Anti-thymocyte globulin

Clinical data
- ATC code: L04AA03 (WHO) L04AA04 (WHO);

Identifiers
- ChemSpider: none;
- ChEMBL: ChEMBL1201596;

= Anti-thymocyte globulin =

Antibodies to prevent and treat transplant rejection

Anti-thymocyte globulin (ATG) is an infusion of horse, bovine or rabbit-derived antibodies against human T cells and their precursors (thymocytes), which is used in the prevention and treatment of acute rejection in organ transplantation and therapy of aplastic anemia due to bone marrow insufficiency.

==Uses==
Two antithymocyte globulin (ATG) agents licensed for clinical use in the United States are Thymoglobulin (rabbit ATG, rATG, Genzyme) and Atgam (equine ATG, eATG, Pfizer). Thymoglobulin and Atgam are currently licensed for use in the treatment of renal allograft rejection; Atgam is additionally licensed for use in the treatment of aplastic anemia. Both drugs are used in off-label applications, especially as immunosuppression induction agents before and/or during kidney transplantation. A rabbit anti-T lymphocyte globulin made by Neovii Pharmaceuticals is marketed outside of the United States under the name Grafalon.
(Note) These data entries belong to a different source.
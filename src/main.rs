use clap::{Parser, Subcommand};
use std::path::{Path, PathBuf};
use std::sync::Arc;
use tokio::io::{AsyncBufReadExt, BufReader};

use relaybot::application::messaging::Dispatcher;
use relaybot::domain::entities::InboundEvent;
use relaybot::domain::traits::Bot;
use relaybot::infrastructure::adapters::ConsoleAdapter;
use relaybot::infrastructure::config::Config;
use relaybot::infrastructure::diagnostics::HttpDiagnostics;
use relaybot::infrastructure::plugins::{ManifestLoader, PluginLoader, PluginRegistry};
use relaybot::infrastructure::storage::MemoryStore;
use relaybot::plugins::builtin_catalog;

#[derive(Parser)]
#[command(name = "relaybot")]
#[command(about = "Plugin dispatch pipeline for chat bots", long_about = None)]
struct Cli {
    #[command(subcommand)]
    command: Commands,

    /// Config file path
    #[arg(short, long, default_value = "config.yaml")]
    config: String,

    /// Record store snapshot (JSON)
    #[arg(short, long, default_value = "relaybot-db.json")]
    store: PathBuf,
}

#[derive(Subcommand)]
enum Commands {
    /// Start the bot on the console transport
    Run {
        /// Sender id for console input
        #[arg(long, default_value = "15550000001")]
        sender: String,

        /// Chat id for console input
        #[arg(long, default_value = "console")]
        chat: String,
    },
    /// Show version
    Version,
    /// Generate default config
    InitConfig {
        /// Write to this file instead of stdout
        #[arg(short, long)]
        output: Option<PathBuf>,
    },
    /// List plugins and their manifests
    Plugins,
}

fn main() {
    // Initialize logging
    tracing_subscriber::fmt()
        .with_target(false)
        .with_env_filter(
            tracing_subscriber::EnvFilter::from_default_env()
                .add_directive(tracing::Level::INFO.into()),
        )
        .init();

    let cli = Cli::parse();

    match cli.command {
        Commands::Run { sender, chat } => {
            let config = load_config(&cli.config);
            let rt = match tokio::runtime::Runtime::new() {
                Ok(rt) => rt,
                Err(e) => {
                    tracing::error!("Failed to start runtime: {}", e);
                    std::process::exit(1);
                }
            };
            rt.block_on(run_console(config, cli.store, sender, chat));
        }
        Commands::Version => {
            println!("relaybot v{}", env!("CARGO_PKG_VERSION"));
        }
        Commands::InitConfig { output } => {
            init_config(output.as_deref());
        }
        Commands::Plugins => {
            list_plugins(&load_config(&cli.config));
        }
    }
}

fn load_config(path: &str) -> Config {
    if Path::new(path).exists() {
        match Config::load(path) {
            Ok(mut config) => {
                config.apply_env();
                config
            }
            Err(e) => {
                tracing::warn!("Failed to load config: {}, using defaults", e);
                Config::load_env()
            }
        }
    } else {
        Config::load_env()
    }
}

fn build_registry(config: &Config) -> (Arc<PluginRegistry>, Arc<ManifestLoader>) {
    let plugin_dir = config.plugins.directory.clone();
    let dir = plugin_dir.exists().then_some(plugin_dir);
    let loader = Arc::new(ManifestLoader::new(dir, builtin_catalog()));
    let registry = Arc::new(PluginRegistry::with_loader(loader.clone()));
    (registry, loader)
}

fn list_plugins(config: &Config) {
    let (_, loader) = build_registry(config);
    for name in loader.available() {
        match loader.load(&name) {
            Ok(plugin) => {
                let kind = if plugin.kind.is_command() { "command" } else { "listener" };
                let state = if plugin.disabled { " (disabled)" } else { "" };
                println!("{:<16} {:<9} {}{}", plugin.name, kind, plugin.help.join(", "), state);
            }
            Err(e) => println!("{:<16} error     {}", name, e),
        }
    }
}

async fn run_console(config: Config, store_path: PathBuf, sender: String, chat: String) {
    let store = match MemoryStore::open(&store_path) {
        Ok(store) => Arc::new(store),
        Err(e) => {
            tracing::error!("Failed to open store {}: {}", store_path.display(), e);
            return;
        }
    };

    let (registry, _) = build_registry(&config);
    if config.plugins.auto_load {
        for (name, e) in registry.load_all() {
            tracing::warn!("Plugin {} not loaded: {}", name, e);
        }
    }

    let mut console = ConsoleAdapter::new();
    if !config.bot.id.is_empty() {
        console = console.with_id(config.bot.id.clone());
    }
    let bot = Arc::new(console);
    let diagnostics = HttpDiagnostics::from_config(&config.diagnostics);
    let mut dispatcher = Dispatcher::new(config, registry.clone(), store.clone(), bot.clone());
    if let Some(sink) = diagnostics {
        dispatcher = dispatcher.with_diagnostics(Arc::new(sink));
    }

    let info = bot.bot_info();
    tracing::info!("Bot started: {} ({} plugins)", info.name, registry.len());
    println!("Type a message, or :reload <plugin>, :unload <plugin>, :plugins, :quit");

    let mut lines = BufReader::new(tokio::io::stdin()).lines();
    loop {
        let line = match lines.next_line().await {
            Ok(Some(line)) => line,
            Ok(None) => break,
            Err(e) => {
                tracing::error!("Failed to read input: {}", e);
                break;
            }
        };
        let input = line.trim();
        if input.is_empty() {
            continue;
        }

        // Console control commands
        if let Some(control) = input.strip_prefix(':') {
            let mut parts = control.split_whitespace();
            match (parts.next(), parts.next()) {
                (Some("quit"), _) => break,
                (Some("plugins"), _) => println!("{}", registry.names().join(", ")),
                (Some("reload"), Some(name)) => match registry.reload(name) {
                    Ok(()) => println!("Reloaded {}", name),
                    Err(e) => println!("Reload failed: {}", e),
                },
                (Some("unload"), Some(name)) => {
                    if let Err(e) = registry.unload(name) {
                        println!("{}", e);
                    }
                }
                _ => println!("Unknown control command: {}", input),
            }
            continue;
        }

        let report = dispatcher.dispatch(InboundEvent::new(&chat, &sender, input)).await;
        tracing::debug!("{:?}", report);

        if let Err(e) = store.flush() {
            tracing::warn!("Failed to flush store: {}", e);
        }
    }

    if let Err(e) = store.flush() {
        tracing::error!("Failed to flush store: {}", e);
    }
    tracing::info!("Bot stopped");
}

fn init_config(output: Option<&Path>) {
    let yaml = match serde_yaml::to_string(&Config::default()) {
        Ok(yaml) => yaml,
        Err(e) => {
            tracing::error!("Failed to render config: {}", e);
            return;
        }
    };
    match output {
        Some(path) => match std::fs::write(path, &yaml) {
            Ok(()) => println!("Wrote {}", path.display()),
            Err(e) => tracing::error!("Failed to write {}: {}", path.display(), e),
        },
        None => {
            println!("{}", yaml);
            println!("\nSave this to config.yaml and adjust as needed.");
        }
    }
}
use async_trait::async_trait;
use serde::Serialize;
use crate::application::errors::BotError;

/// Report sent when a plugin hook fails
#[derive(Debug, Clone, PartialEq, Eq, Serialize)]
pub struct DiagnosticReport {
    /// Bot identifier
    pub identifier: String,
    pub plugin: String,
    pub command: String,
    pub reason: String,
    /// Digest of the plugin source
    pub content_hash: Option<String>,
}

/// Outbound sink for plugin failures. Delivery is best-effort.
#[async_trait]
pub trait DiagnosticsSink: Send + Sync {
    async fn report(&self, report: DiagnosticReport) -> Result<(), BotError>;
}
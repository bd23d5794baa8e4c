//! Domain layer - Core business objects and abstractions
//!
//! This layer contains:
//! - Entities: Messages, records, plugin descriptors
//! - Traits: Abstractions for infrastructure (Bot, Store, DiagnosticsSink) and the plugin contract

pub mod entities;
pub mod traits;
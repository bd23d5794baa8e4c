use serde::{Deserialize, Serialize};

/// Per-chat record kept in the store
#[derive(Debug, Clone, PartialEq, Eq, Deserialize, Serialize)]
#[serde(default, rename_all = "camelCase")]
pub struct ChatRecord {
    pub is_banned: bool,
    /// Chat-banned notice already delivered for the current ban
    pub ban_notice_sent: bool,
    pub welcome: bool,
    pub detect: bool,
    pub antidelete: bool,
    pub antispam: bool,
    /// Only group admins and owners may run commands
    pub admin_only: bool,
    pub welcome_text: Option<String>,
    pub bye_text: Option<String>,
}

impl Default for ChatRecord {
    fn default() -> Self {
        Self {
            is_banned: false,
            ban_notice_sent: false,
            welcome: true,
            detect: true,
            antidelete: false,
            antispam: false,
            admin_only: false,
            welcome_text: None,
            bye_text: None,
        }
    }
}

/// Per-bot settings kept in the store, keyed by the bot identifier
#[derive(Debug, Clone, Default, PartialEq, Eq, Deserialize, Serialize)]
#[serde(default, rename_all = "camelCase")]
pub struct BotSettings {
    pub autoread: bool,
    pub antispam: bool,
    pub anticall: bool,
}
ATG administration very substantially reduces immune competence in patients with normal immune systems, through a combination of actions, some explicitly understood and some more hypothetical. rATG in particular effects large reductions (through cell lysis) in the number of circulating T lymphocytes, hence preventing (or at least delaying) the cellular rejection of transplanted organs. However, medical opinion remains divided as to when the benefit of this profound reduction in T cells outweighs the concomitant increased risks of infection and malignancy.

In the United States it is frequently given at the time of the transplant to prevent graft-versus-host disease, although many European centers prefer to reserve its use for the treatment of steroid-resistant acute rejection, as European centres generally serve more homogeneous populations and rejection tends to be less of a problem.

==Complications and alternatives==
ATG use can induce cytokine release syndrome, and has been thought to increase the risk of post-transplant lymphoproliferative disorder (PTLD); however, this association may not apply when lower dosing regimens are used. There is some evidence to suggest that inducing immunosuppression with rATG at organ transplantation may create conditions in the patient's immune system favorable to the development of immunological tolerance, but the exact basis for such a development remains largely speculative. Temporary depletion of the T-cell population at the time of the transplant also risks delayed acute rejection, which may be missed and cause severe damage to the graft.

Anti-IL-2Rα receptor antibodies such as basiliximab and daclizumab are increasingly being used in place of ATG as an induction therapy, as they do not cause cytokine release syndrome and (theoretically) improve the development of tolerance.

The cytokine release syndrome associated with ATG administration frequently causes high grade fevers (over 39 °C), chills, and possibly rigors during administration, for which reason steroids (normally methylprednisolone), diphenhydramine 25–50 mg, and acetaminophen 650 mg are usually co-administered. Such adverse reactions can often be controlled by slowing the infusion rate.

==History==

The first report of immunizing an animal of one species (guinea pig) against the immune cells of another species (mouse lymphocytes) was by Élie Metchnikoff in 1899. He reported injecting cells recovered from mouse lymph nodes into Guinea pigs and waiting for the immunization to result in the accumulation of anti-mouse antibodies in the Guinea pig blood. When he subsequently collected serum from these Guinea pigs and injected it into normal mice he observed a marked depletion in the number of circulating mouse lymphocytes.

=== Status in graft-versus-host disease ===

Rabbit ATG has been used in two randomised trials to reduce acute graft versus host disease in recipients receiving progenitor cell transplants.
While higher doses (15 mg/kg) reduced acute graft versus host this was offset by increased infections. However a long term follow up showed that at both high and low (7.5 mg/kg) doses chronic graft versus host was reduced.
A similar trial of anti-lymphocyte globulin showed a trend in reduction of acute graft versus host that was not statistically significant, but a reduction in chronic graft versus host.
The Canadian Blood and Marrow Transplant Group is currently conducting the first randomised trial in chronic graft versus host using an even lower dose of rabbit ATG (4.5 mg/kg) in an attempt to confirm these observations. The endpoint is the reduction in the proportion of patients with chronic graft versus host at 1 year, off immunosuppressants.